An idea for an experiment that could unite the stubborn fields of quantum mechanics and general relativity has been given new life by two groups of physicists from the UK.
The fact that quantum theory doesn't play well with gravity is a massive stumbling block in physics, one that has long eluded some of the greatest minds in science.
Quantum mechanics is the modelling of discrete particles as probabilities that don't truly exist until we've nailed down a measurement. Not that quantum physics is vague – a century of testing has made it one of the most robust theories in science.
Alongside quantum mechanics is the general theory of relativity, which describes mass acting on a continuous, seamless fabric of space and time to give us gravity. General relativity is also one of the most reliable theories we have in science, allowing us to predict the movements of objects on a large scale with pin-point accuracy.
But in spite of their respective success at describing the Universe, the two theories hate each other's guts.
Making things harder is the fact that gravity is a seriously tricky force to study on an atomic scale.
"A formidable problem is the immense weakness of the gravitational interaction in comparison to other fundamental forces in nature," University of Central London (UCL) physicist Sougato Bose explained to Physics World.
"For example, even the electrostatic force between two electrons overtakes the gravitational force between two kilogram masses by several orders of magnitude."
To get some sort of hook on common ground, renowned American physicist Richard Feynman came up with an experimental design back in 1957.
He imagined a small mass that existed as a probability – or superposition – between two places. Put into a gravitational field, the mass should be linked to the quantum properties of gravity in a phenomenon called entanglement.

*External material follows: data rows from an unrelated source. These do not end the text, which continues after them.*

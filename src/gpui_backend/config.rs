/// Configuration for the GPUI plot view.
#[derive(Debug, Clone)]
pub struct PlotViewConfig {
    /// Fill the view with the theme background before painting.
    pub show_background: bool,
    /// Font family for tick labels, axis labels and the title.
    pub font_family: String,
}

impl Default for PlotViewConfig {
    fn default() -> Self {
        Self {
            show_background: true,
            font_family: ".SystemUIFont".to_string(),
        }
    }
}
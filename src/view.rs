//! Data ranges shared by axes, lines, and auto-scaling.

/// Numeric range with inclusive bounds.
#[derive(Debug, Clone, Copy, PartialEq)]
#[cfg_attr(feature = "serde", derive(serde::Serialize, serde::Deserialize))]
pub struct Range {
    /// Minimum value.
    pub min: f32,
    /// Maximum value.
    pub max: f32,
}

impl Range {
    /// Create a new range, swapping bounds if needed.
    pub fn new(mut min: f32, mut max: f32) -> Self {
        if min > max {
            std::mem::swap(&mut min, &mut max);
        }
        Self { min, max }
    }

    /// The full-range sentinel used when a Y range collapses to a point.
    pub const FULL: Self = Self {
        min: 0.0,
        max: f32::MAX,
    };

    /// Span of the range.
    pub fn span(&self) -> f32 {
        self.max - self.min
    }

    /// Check whether both bounds are finite.
    pub fn is_finite(&self) -> bool {
        self.min.is_finite() && self.max.is_finite()
    }

    /// Check whether the range has positive span and finite bounds.
    pub fn is_valid(&self) -> bool {
        self.is_finite() && self.span() > 0.0
    }

    /// Check whether the bounds are equal within `f32::EPSILON`.
    pub fn is_degenerate(&self) -> bool {
        (self.max - self.min).abs() <= f32::EPSILON
    }

    /// Smallest range covering every finite value accepted by `keep`.
    pub fn from_values_where(values: &[f32], keep: impl Fn(f32) -> bool) -> Option<Self> {
        let mut range: Option<Self> = None;
        for &value in values {
            if !value.is_finite() || !keep(value) {
                continue;
            }
            match range.as_mut() {
                None => range = Some(Self::new(value, value)),
                Some(existing) => existing.expand_to_include(value),
            }
        }
        range
    }

    /// Smallest range covering every finite value.
    pub fn from_values(values: &[f32]) -> Option<Self> {
        Self::from_values_where(values, |_| true)
    }

    /// Expand the range to include a value.
    pub fn expand_to_include(&mut self, value: f32) {
        if !value.is_finite() {
            return;
        }
        if value < self.min {
            self.min = value;
        }
        if value > self.max {
            self.max = value;
        }
    }

    /// Union two ranges if both are finite.
    pub fn union(a: Self, b: Self) -> Option<Self> {
        if !a.is_finite() || !b.is_finite() {
            return None;
        }
        Some(Self {
            min: a.min.min(b.min),
            max: a.max.max(b.max),
        })
    }

    /// Add `span * frac` of padding on both sides.
    pub fn padded(&self, frac: f32) -> Self {
        let padding = self.span().abs() * frac;
        Self {
            min: self.min - padding,
            max: self.max + padding,
        }
    }
}
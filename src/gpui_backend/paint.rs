use gpui::{
    App, BorderStyle, Bounds, ContentMask, Corners, Edges, PathBuilder, Pixels, TextRun, Window,
    font, point, px, quad,
};

use crate::geom::{ScreenPoint, ScreenRect};
use crate::render::{
    Color, LineCap, LineSegment, LineStyle, RectStyle, RenderCommand, RenderList, TextStyle,
};

pub(crate) fn paint_list(list: &RenderList, font_family: &str, window: &mut Window, cx: &mut App) {
    let mut clip_stack: Vec<ContentMask<Pixels>> = Vec::new();
    for command in list.commands() {
        match command {
            RenderCommand::ClipRect(rect) => {
                let bounds = to_bounds(*rect);
                // Nested clips intersect with the enclosing one.
                let bounds = match clip_stack.last() {
                    Some(outer) => outer.bounds.intersect(&bounds),
                    None => bounds,
                };
                clip_stack.push(ContentMask { bounds });
            }
            RenderCommand::ClipEnd => {
                clip_stack.pop();
            }
            RenderCommand::Polyline { points, style } => {
                with_clip(window, &clip_stack, |window| {
                    paint_polyline(window, points, *style);
                });
            }
            RenderCommand::LineSegments { segments, style } => {
                with_clip(window, &clip_stack, |window| {
                    paint_segments(window, segments, *style);
                });
            }
            RenderCommand::Rect { rect, style } => {
                with_clip(window, &clip_stack, |window| {
                    paint_rect(window, *rect, *style);
                });
            }
            RenderCommand::Text {
                position,
                text,
                style,
            } => {
                with_clip(window, &clip_stack, |window| {
                    paint_text(window, cx, *position, text, style, font_family);
                });
            }
        }
    }
}

fn paint_polyline(window: &mut Window, points: &[ScreenPoint], style: LineStyle) {
    let [first, rest @ ..] = points else {
        return;
    };
    if rest.is_empty() {
        return;
    }
    let mut builder = PathBuilder::stroke(px(style.width.max(0.5)));
    builder.move_to(point(px(first.x), px(first.y)));
    for pt in rest {
        builder.line_to(point(px(pt.x), px(pt.y)));
    }
    if let Ok(path) = builder.build() {
        window.paint_path(path, to_rgba(style.color));
    }
    let last = rest[rest.len() - 1];
    paint_caps(window, &[*first, last], style);
}

fn paint_segments(window: &mut Window, segments: &[LineSegment], style: LineStyle) {
    if segments.is_empty() {
        return;
    }
    let mut builder = PathBuilder::stroke(px(style.width.max(0.5)));
    for segment in segments {
        builder.move_to(point(px(segment.start.x), px(segment.start.y)));
        builder.line_to(point(px(segment.end.x), px(segment.end.y)));
    }
    if let Ok(path) = builder.build() {
        window.paint_path(path, to_rgba(style.color));
    }
    let ends: Vec<ScreenPoint> = segments
        .iter()
        .flat_map(|segment| [segment.start, segment.end])
        .collect();
    paint_caps(window, &ends, style);
}

/// Fill the stroke ends with the cap shape.
fn paint_caps(window: &mut Window, ends: &[ScreenPoint], style: LineStyle) {
    let radius = match style.cap {
        LineCap::Round => style.width * 0.5,
        LineCap::Square | LineCap::Butt => 0.0,
    };
    for pt in ends {
        let Some(cap) = style.cap_rect(*pt) else {
            return;
        };
        window.paint_quad(quad(
            to_bounds(cap),
            Corners::all(px(radius)),
            to_rgba(style.color),
            Edges::all(px(0.0)),
            to_rgba(style.color),
            BorderStyle::default(),
        ));
    }
}

fn paint_rect(window: &mut Window, rect: ScreenRect, style: RectStyle) {
    let quad = quad(
        to_bounds(rect),
        Corners::all(px(0.0)),
        to_rgba(style.fill),
        Edges::all(px(style.stroke_width)),
        to_rgba(style.stroke),
        BorderStyle::default(),
    );
    window.paint_quad(quad);
}

fn paint_text(
    window: &mut Window,
    cx: &mut App,
    position: ScreenPoint,
    text: &str,
    style: &TextStyle,
    font_family: &str,
) {
    if text.is_empty() {
        return;
    }
    let run = TextRun {
        len: text.len(),
        font: font(font_family.to_string()),
        color: to_hsla(style.color),
        background_color: None,
        underline: None,
        strikethrough: None,
    };
    let shaped = window
        .text_system()
        .shape_line(text.to_string().into(), px(style.size), &[run], None);
    let line_height = shaped.ascent + shaped.descent;
    let origin = point(px(position.x), px(position.y));
    if let Err(err) = shaped.paint(origin, line_height, window, cx) {
        log::warn!("failed to paint plot text {text:?}: {err}");
    }
}

fn to_rgba(color: Color) -> gpui::Rgba {
    gpui::Rgba {
        r: color.r,
        g: color.g,
        b: color.b,
        a: color.a,
    }
}

pub(crate) fn to_hsla(color: Color) -> gpui::Hsla {
    gpui::Hsla::from(to_rgba(color))
}

fn to_bounds(rect: ScreenRect) -> Bounds<Pixels> {
    Bounds::from_corners(
        point(px(rect.min.x), px(rect.min.y)),
        point(px(rect.max.x), px(rect.max.y)),
    )
}

fn with_clip(window: &mut Window, stack: &[ContentMask<Pixels>], f: impl FnOnce(&mut Window)) {
    if let Some(mask) = stack.last() {
        window.with_content_mask(Some(mask.clone()), f);
    } else {
        f(window);
    }
}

To see if the field was truly quantised in nature, Feynman suggested looking for signs of interference between the two possible locations before measuring its 'real' position.

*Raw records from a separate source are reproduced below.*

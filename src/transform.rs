//! Coordinate transforms between data and screen space.

use crate::axis::{Axis, AxisScale};
use crate::view::Range;

#[derive(Debug, Clone, Copy, PartialEq)]
enum Mapping {
    /// `pixel = offset + value * scale`.
    Linear { offset: f32, scale: f32 },
    /// `pixel = extent * ln(value / min) / ln(max / min)`.
    Log { min: f32, max: f32, log_span: f32 },
}

/// Transform of one data dimension onto a pixel extent.
///
/// X grows to the right from pixel `0`. Y is flipped so that the range minimum
/// lands on pixel `extent` and the maximum on pixel `0`.
#[derive(Debug, Clone, Copy, PartialEq)]
pub struct Transform {
    axis: Axis,
    extent: f32,
    mapping: Mapping,
}

impl Transform {
    /// Create a transform for `axis` over `extent` pixels.
    ///
    /// Returns `None` when the range cannot be placed on the scale (a
    /// non-positive bound on a log axis, or a zero span).
    pub fn new(axis: Axis, scale: AxisScale, range: Range, extent: f32) -> Option<Self> {
        if !scale.is_range_valid(range) || !(range.span() > 0.0) {
            return None;
        }
        let mapping = match (scale, axis) {
            (AxisScale::Linear, Axis::X) => {
                let scale = extent / range.span();
                Mapping::Linear {
                    offset: -(range.min * scale),
                    scale,
                }
            }
            (AxisScale::Linear, Axis::Y) => {
                let scale = extent / range.span();
                Mapping::Linear {
                    offset: extent + range.min * scale,
                    scale: -scale,
                }
            }
            (AxisScale::Log10, _) => Mapping::Log {
                min: range.min,
                max: range.max,
                log_span: (range.max / range.min).ln(),
            },
        };
        Some(Self {
            axis,
            extent,
            mapping,
        })
    }

    /// Map a value into pixels without clipping.
    ///
    /// Returns `None` only for values outside the scale's domain.
    pub fn map(&self, value: f32) -> Option<f32> {
        if !value.is_finite() {
            return None;
        }
        match self.mapping {
            Mapping::Linear { offset, scale } => Some(offset + value * scale),
            Mapping::Log { min, log_span, .. } => {
                if value <= 0.0 {
                    return None;
                }
                let norm = (value / min).ln() / log_span;
                Some(match self.axis {
                    Axis::X => self.extent * norm,
                    Axis::Y => self.extent - self.extent * norm,
                })
            }
        }
    }

    /// Map a sample into the plot buffer.
    ///
    /// Log axes exclude samples at or beyond the range maximum; linear axes
    /// keep every finite sample.
    pub fn map_sample(&self, value: f32) -> Option<f32> {
        if let Mapping::Log { max, .. } = self.mapping {
            if value >= max {
                return None;
            }
        }
        self.map(value)
    }
}

#[cfg(test)]
mod tests {
    use super::*;
    use approx::assert_relative_eq;
    use proptest::prelude::*;

    #[test]
    fn linear_x_maps_samples() {
        let transform =
            Transform::new(Axis::X, AxisScale::Linear, Range::new(0.0, 10.0), 100.0).unwrap();
        let mapped: Vec<f32> = [0.0, 5.0, 10.0]
            .iter()
            .filter_map(|x| transform.map_sample(*x))
            .collect();
        assert_eq!(mapped, vec![0.0, 50.0, 100.0]);
    }

    #[test]
    fn linear_y_is_flipped() {
        let transform =
            Transform::new(Axis::Y, AxisScale::Linear, Range::new(0.0, 10.0), 100.0).unwrap();
        let mapped: Vec<f32> = [0.0, 5.0, 10.0]
            .iter()
            .filter_map(|y| transform.map_sample(*y))
            .collect();
        assert_eq!(mapped, vec![100.0, 50.0, 0.0]);
    }

    #[test]
    fn log_x_maps_decades_evenly() {
        let transform =
            Transform::new(Axis::X, AxisScale::Log10, Range::new(1.0, 1000.0), 300.0).unwrap();
        assert_relative_eq!(transform.map(1.0).unwrap(), 0.0);
        assert_relative_eq!(transform.map(10.0).unwrap(), 100.0, epsilon = 1e-3);
        assert_relative_eq!(transform.map(100.0).unwrap(), 200.0, epsilon = 1e-3);
        assert_relative_eq!(transform.map(1000.0).unwrap(), 300.0, epsilon = 1e-3);
    }

    #[test]
    fn log_x_excludes_samples_at_or_past_max() {
        let transform =
            Transform::new(Axis::X, AxisScale::Log10, Range::new(1.0, 100.0), 100.0).unwrap();
        assert!(transform.map_sample(100.0).is_none());
        assert!(transform.map_sample(250.0).is_none());
        assert!(transform.map_sample(0.0).is_none());
        assert!(transform.map_sample(-3.0).is_none());
        assert!(transform.map_sample(99.0).is_some());
    }

    #[test]
    fn log_rejects_non_positive_range() {
        let transform = Transform::new(Axis::X, AxisScale::Log10, Range::new(-1.0, 10.0), 100.0);
        assert!(transform.is_none());
    }

    #[test]
    fn zero_span_has_no_transform() {
        let transform = Transform::new(Axis::X, AxisScale::Linear, Range::new(2.0, 2.0), 100.0);
        assert!(transform.is_none());
    }

    proptest! {
        #[test]
        fn prop_linear_x_endpoints(
            min in -1.0e3f32..1.0e3,
            span in 1.0e-1f32..1.0e3,
            width in 1.0f32..4000.0
        ) {
            let max = min + span;
            let transform =
                Transform::new(Axis::X, AxisScale::Linear, Range::new(min, max), width).unwrap();
            let tolerance = width * 1e-4 + 1e-3;
            prop_assert!(transform.map(min).unwrap().abs() <= tolerance);
            prop_assert!((transform.map(max).unwrap() - width).abs() <= tolerance);
        }

        #[test]
        fn prop_linear_y_endpoints(
            min in -1.0e3f32..1.0e3,
            span in 1.0e-1f32..1.0e3,
            height in 1.0f32..4000.0
        ) {
            let max = min + span;
            let transform =
                Transform::new(Axis::Y, AxisScale::Linear, Range::new(min, max), height).unwrap();
            let tolerance = height * 1e-4 + 1e-3;
            prop_assert!((transform.map(min).unwrap() - height).abs() <= tolerance);
            prop_assert!(transform.map(max).unwrap().abs() <= tolerance);
        }

        #[test]
        fn prop_log_x_min_maps_to_zero(
            min in 1.0e-3f32..1.0e3,
            ratio in 1.5f32..1.0e4,
            width in 1.0f32..4000.0
        ) {
            let transform = Transform::new(
                Axis::X,
                AxisScale::Log10,
                Range::new(min, min * ratio),
                width,
            )
            .unwrap();
            prop_assert_eq!(transform.map_sample(min), Some(0.0));
        }
    }
}
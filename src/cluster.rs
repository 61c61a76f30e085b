//! Thin wrapper over `kube::Client` for pod CRUD, watch, and log streaming,
//! and the `PodWatcher` algorithm built on top of it: create -> watch to a
//! single terminal verdict -> stream logs -> leave deletion to the caller.
//!
//! The container-lifecycle shape (create, wait, stream logs, clean up on
//! every exit path) is ported from a Docker/bollard algorithm onto
//! `kube::Api<Pod>` + `kube::runtime::watcher` calls; the watch/terminal
//! state mapping itself follows the original's informer-based
//! `watchPodUntilCompletion`, fixed so only the first terminal transition
//! is ever observed.

use crate::cancel::Cancellation;
use crate::error::ClusterError;
use async_trait::async_trait;
use futures_util::{StreamExt, TryStreamExt};
use k8s_openapi::api::core::v1::Pod;
use kube::api::{Api, DeleteParams, LogParams, PostParams};
use kube::runtime::watcher;
use kube::runtime::watcher::Event;
use tokio::io::AsyncBufReadExt;
use tokio_util::io::StreamReader;

#[derive(Debug, Clone, PartialEq, Eq)]
pub enum Verdict {
    Success,
    Failure(String),
}

#[async_trait]
pub trait ClusterClient: Send + Sync {
    async fn get_pod(&self, name: &str) -> Result<Pod, ClusterError>;
    async fn create_pod(&self, pod: Pod) -> Result<Pod, ClusterError>;
    async fn delete_pod(&self, name: &str) -> Result<(), ClusterError>;
    async fn watch_until_terminal(
        &self,
        name: &str,
        cancel: Cancellation,
    ) -> Result<Verdict, ClusterError>;
    async fn stream_logs(&self, name: &str, cancel: Cancellation) -> Result<(), ClusterError>;
}

pub struct KubeClusterClient {
    pods: Api<Pod>,
}

impl KubeClusterClient {
    pub async fn new(namespace: &str) -> Result<Self, ClusterError> {
        let client = kube::Client::try_default()
            .await
            .map_err(ClusterError::ClientInit)?;
        Ok(Self {
            pods: Api::namespaced(client, namespace),
        })
    }
}

#[async_trait]
impl ClusterClient for KubeClusterClient {
    async fn get_pod(&self, name: &str) -> Result<Pod, ClusterError> {
        self.pods
            .get(name)
            .await
            .map_err(|source| ClusterError::OwnerLookup {
                name: name.to_string(),
                source,
            })
    }

    async fn create_pod(&self, pod: Pod) -> Result<Pod, ClusterError> {
        let name = pod.metadata.name.clone().unwrap_or_default();
        self.pods
            .create(&PostParams::default(), &pod)
            .await
            .map_err(|source| ClusterError::Create { name, source })
    }

    async fn delete_pod(&self, name: &str) -> Result<(), ClusterError> {
        self.pods
            .delete(name, &DeleteParams::default())
            .await
            .map_err(|source| ClusterError::Delete {
                name: name.to_string(),
                source,
            })?;
        Ok(())
    }

    async fn watch_until_terminal(
        &self,
        name: &str,
        mut cancel: Cancellation,
    ) -> Result<Verdict, ClusterError> {
        let cfg = watcher::Config::default().fields(&format!("metadata.name={name}"));
        let stream = watcher::watcher(self.pods.clone(), cfg);
        futures_util::pin_mut!(stream);

        loop {
            tokio::select! {
                biased;
                _ = cancel.cancelled() => {
                    return Ok(Verdict::Failure("cancelled".to_string()));
                }
                next = stream.try_next() => {
                    let event = match next.map_err(|source| ClusterError::Watch {
                        name: name.to_string(),
                        source,
                    })? {
                        Some(event) => event,
                        None => return Ok(Verdict::Failure("watch stream ended".to_string())),
                    };

                    let pod = match event {
                        Event::Delete(_) => {
                            tracing::info!(pod = %name, "pod deleted before terminal phase");
                            return Ok(Verdict::Failure("pod deleted".to_string()));
                        }
                        Event::Apply(pod) | Event::InitApply(pod) => pod,
                        Event::Init | Event::InitDone => continue,
                    };

                    let phase = pod
                        .status
                        .as_ref()
                        .and_then(|s| s.phase.clone())
                        .unwrap_or_default();

                    tracing::info!(pod = %name, phase = %phase, "observed pod update");

                    match phase.as_str() {
                        "Succeeded" => return Ok(Verdict::Success),
                        "Failed" | "Unknown" => {
                            return Ok(Verdict::Failure(format!("pod phase {phase}")))
                        }
                        "Pending" | "Running" => continue,
                        other => return Ok(Verdict::Failure(format!("unexpected phase {other}"))),
                    }
                }
            }
        }
    }

    async fn stream_logs(&self, name: &str, mut cancel: Cancellation) -> Result<(), ClusterError> {
        let params = LogParams {
            follow: true,
            ..Default::default()
        };
        let log_stream = self
            .pods
            .log_stream(name, &params)
            .await
            .map_err(|source| ClusterError::Logs {
                name: name.to_string(),
                source,
            })?;

        tracing::info!(pod = %name, "start log of pod");
        let reader = StreamReader::new(
            log_stream.map(|res| res.map_err(std::io::Error::other)),
        );
        let mut lines = reader.lines();
        loop {
            tokio::select! {
                biased;
                _ = cancel.cancelled() => break,
                line = lines.next_line() => {
                    match line {
                        Ok(Some(line)) => tracing::info!(pod = %name, "{line}"),
                        Ok(None) => break,
                        Err(err) => {
                            tracing::warn!(pod = %name, error = %err, "log stream error");
                            break;
                        }
                    }
                }
            }
        }
        tracing::info!(pod = %name, "end log of pod");
        Ok(())
    }
}

/// Runs a pod through its full lifecycle: the caller has already created
/// it via `ClusterClient::create_pod`; this drives the watch to a verdict
/// and then streams logs, matching the original's "stream after verdict"
/// ordering (a known hazard, kept intentionally -- see DESIGN.md).
pub struct PodWatcher;

impl PodWatcher {
    pub async fn await_verdict(
        client: &dyn ClusterClient,
        name: &str,
        cancel: Cancellation,
    ) -> Result<Verdict, ClusterError> {
        let verdict = client.watch_until_terminal(name, cancel.clone()).await?;
        if let Err(err) = client.stream_logs(name, cancel).await {
            tracing::warn!(pod = %name, error = %err, "while streaming pod logs");
        }
        Ok(verdict)
    }
}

If those two possible positions interfered with one another before they disentangled from the field, gravity would have a quantum nature that could be studied.
At least, that's the idea.
According to the authors of two new papers, the fact that a particle in a superposition could still interfere with itself – even inside a classical, continuous gravitational field – has left plenty of room for doubt.

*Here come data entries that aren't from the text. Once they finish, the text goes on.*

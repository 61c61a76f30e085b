//! Process configuration for k8scc.
//!
//! Mirrors the teacher's env-driven config module, but loads from a YAML
//! file instead of environment variables: defaults are filled in by serde,
//! and `validate()` turns structural problems into a typed `ConfigError`
//! instead of letting an invalid config reach the orchestrator.

use crate::error::ConfigError;
use k8s_openapi::apimachinery::pkg::api::resource::Quantity;
use serde::Deserialize;
use std::collections::HashMap;
use std::fmt;
use std::path::Path;

const NAMESPACE_FILE: &str = "/var/run/secrets/kubernetes.io/serviceaccount/namespace";

#[derive(Debug, Clone, Deserialize, Default)]
pub struct TransferVolume {
    #[serde(default)]
    pub path: String,
    #[serde(default)]
    pub claim: String,
}

#[derive(Debug, Clone, Deserialize, Default)]
pub struct ResourceLimits {
    #[serde(default)]
    pub memory_limit: String,
    #[serde(default)]
    pub cpu_limit: String,
}

impl ResourceLimits {
    /// Parses non-empty limit fields into Kubernetes quantities. Absent
    /// fields (empty string) are simply omitted from the returned map,
    /// meaning "unlimited".
    pub fn parsed(&self, section: &str) -> Result<HashMap<String, Quantity>, ConfigError> {
        let mut limits = HashMap::new();
        if !self.memory_limit.is_empty() {
            validate_quantity(&self.memory_limit).map_err(|reason| ConfigError::InvalidQuantity {
                field: format!("{section}.resources.memory_limit"),
                value: self.memory_limit.clone(),
                reason,
            })?;
            limits.insert("memory".to_string(), Quantity(self.memory_limit.clone()));
        }
        if !self.cpu_limit.is_empty() {
            validate_quantity(&self.cpu_limit).map_err(|reason| ConfigError::InvalidQuantity {
                field: format!("{section}.resources.cpu_limit"),
                value: self.cpu_limit.clone(),
                reason,
            })?;
            limits.insert("cpu".to_string(), Quantity(self.cpu_limit.clone()));
        }
        Ok(limits)
    }
}

#[derive(Debug, Clone, Deserialize, Default)]
pub struct PhaseConfig {
    #[serde(default)]
    pub resources: ResourceLimits,
}

#[derive(Debug, Clone, Deserialize, Default)]
pub struct K8sccConfig {
    #[serde(default)]
    pub images: HashMap<String, String>,
    #[serde(default)]
    pub transfer_volume: TransferVolume,
    #[serde(default)]
    pub builder: PhaseConfig,
    #[serde(default)]
    pub launcher: PhaseConfig,

    /// Populated after load from the service-account namespace file, never
    /// from the YAML document itself.
    #[serde(skip)]
    pub namespace: String,
}

impl K8sccConfig {
    pub fn load(path: &Path) -> Result<Self, ConfigError> {
        let data = std::fs::read_to_string(path).map_err(|source| ConfigError::Read {
            path: path.display().to_string(),
            source,
        })?;
        let mut cfg: K8sccConfig = serde_yaml::from_str(&data)?;
        cfg.namespace = Self::read_namespace()?;
        cfg.validate()?;
        Ok(cfg)
    }

    fn read_namespace() -> Result<String, ConfigError> {
        std::fs::read_to_string(NAMESPACE_FILE)
            .map(|s| s.trim().to_string())
            .map_err(|source| ConfigError::Namespace {
                path: NAMESPACE_FILE.to_string(),
                source,
            })
    }

    pub fn validate(&self) -> Result<(), ConfigError> {
        if self.transfer_volume.path.is_empty() {
            return Err(ConfigError::EmptyTransferPath);
        }
        self.builder.resources.parsed("builder")?;
        self.launcher.resources.parsed("launcher")?;
        Ok(())
    }

    pub fn image_for(&self, platform: &str) -> Option<&str> {
        self.images.get(platform).map(String::as_str)
    }
}

impl fmt::Display for K8sccConfig {
    fn fmt(&self, f: &mut fmt::Formatter<'_>) -> fmt::Result {
        writeln!(f, "transfer_volume.path = {}", self.transfer_volume.path)?;
        writeln!(f, "transfer_volume.claim = {}", self.transfer_volume.claim)?;
        writeln!(f, "namespace = {}", self.namespace)?;
        for (platform, image) in &self.images {
            writeln!(f, "images.{platform} = {image}")?;
        }
        Ok(())
    }
}

/// Minimal structural check for a Kubernetes resource quantity string:
/// a decimal number optionally followed by a known suffix. We do not
/// replicate the full quantity grammar, only reject obvious nonsense
/// before it reaches the cluster API.
fn validate_quantity(value: &str) -> Result<(), String> {
    const SUFFIXES: &[&str] = &[
        "n", "u", "m", "", "k", "K", "M", "G", "T", "P", "E", "Ki", "Mi", "Gi", "Ti", "Pi", "Ei",
    ];
    let digits_end = value
        .find(|c: char| !c.is_ascii_digit() && c != '.')
        .unwrap_or(value.len());
    let (number, suffix) = value.split_at(digits_end);
    if number.is_empty() {
        return Err("missing numeric part".to_string());
    }
    if number.parse::<f64>().is_err() {
        return Err(format!("{number:?} is not a number"));
    }
    if !SUFFIXES.contains(&suffix) {
        return Err(format!("unknown unit suffix {suffix:?}"));
    }
    Ok(())
}

#[cfg(test)]
mod tests {
    use super::*;
    use std::io::Write;
    use tempfile::NamedTempFile;

    fn sample_yaml() -> &'static str {
        r#"
images:
  golang: "example.com/golang-cc:latest"
transfer_volume:
  path: /var/lib/k8scc
  claim: k8scc-transfer
builder:
  resources:
    memory_limit: "256Mi"
    cpu_limit: "500m"
launcher:
  resources:
    memory_limit: ""
    cpu_limit: ""
"#
    }

    #[test]
    fn parses_valid_document() {
        let cfg: K8sccConfig = serde_yaml::from_str(sample_yaml()).unwrap();
        assert_eq!(cfg.transfer_volume.path, "/var/lib/k8scc");
        assert_eq!(cfg.image_for("golang"), Some("example.com/golang-cc:latest"));
        assert!(cfg.validate().is_ok());
    }

    #[test]
    fn rejects_empty_transfer_path() {
        let mut cfg: K8sccConfig = serde_yaml::from_str(sample_yaml()).unwrap();
        cfg.transfer_volume.path = String::new();
        assert!(matches!(cfg.validate(), Err(ConfigError::EmptyTransferPath)));
    }

    #[test]
    fn rejects_malformed_quantity() {
        let mut cfg: K8sccConfig = serde_yaml::from_str(sample_yaml()).unwrap();
        cfg.builder.resources.memory_limit = "not-a-quantity".to_string();
        assert!(matches!(
            cfg.validate(),
            Err(ConfigError::InvalidQuantity { .. })
        ));
    }

    #[test]
    fn empty_limits_mean_unlimited() {
        let cfg: K8sccConfig = serde_yaml::from_str(sample_yaml()).unwrap();
        let limits = cfg.launcher.resources.parsed("launcher").unwrap();
        assert!(limits.is_empty());
    }

    #[test]
    fn load_reads_and_parses_a_file() {
        let mut file = NamedTempFile::new().unwrap();
        file.write_all(sample_yaml().as_bytes()).unwrap();
        let data = std::fs::read_to_string(file.path()).unwrap();
        let cfg: K8sccConfig = serde_yaml::from_str(&data).unwrap();
        assert_eq!(cfg.transfer_volume.claim, "k8scc-transfer");
    }
}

But now they're proposing a slightly different approach to the experiment that could iron out some of the test's shortfalls, and just maybe solve one of the biggest problems in modern science.
A duo of physicists from the University of Oxford set out a proof that any two quantum systems could be entangled through a third system, but only if it too was quantised.
This conveniently opens the way for a pair of masses – each in superposition – to be coupled separately by being entangled with a quantum version of a gravitational field. If gravity isn't quantum, then there's no entanglement.
Based on this principle, a second team from UCL proposed details of an actual experiment that could use a hypothetical 'quantum gravity mediator' to entangle the spin of the two separate masses.
Such an experiment wouldn't be without its own practical challenges – the overwhelming push and pull of electromagnetic forces could itself be enough to mediate the entanglement, washing out any potential effects of quantum gravity.
But it's worth a shot, given how big the potential reward could be. Let's hope we don't have to wait another 60 years to see how Feynman's experiment pans out.
This research was published in Physical Review Letters here and here.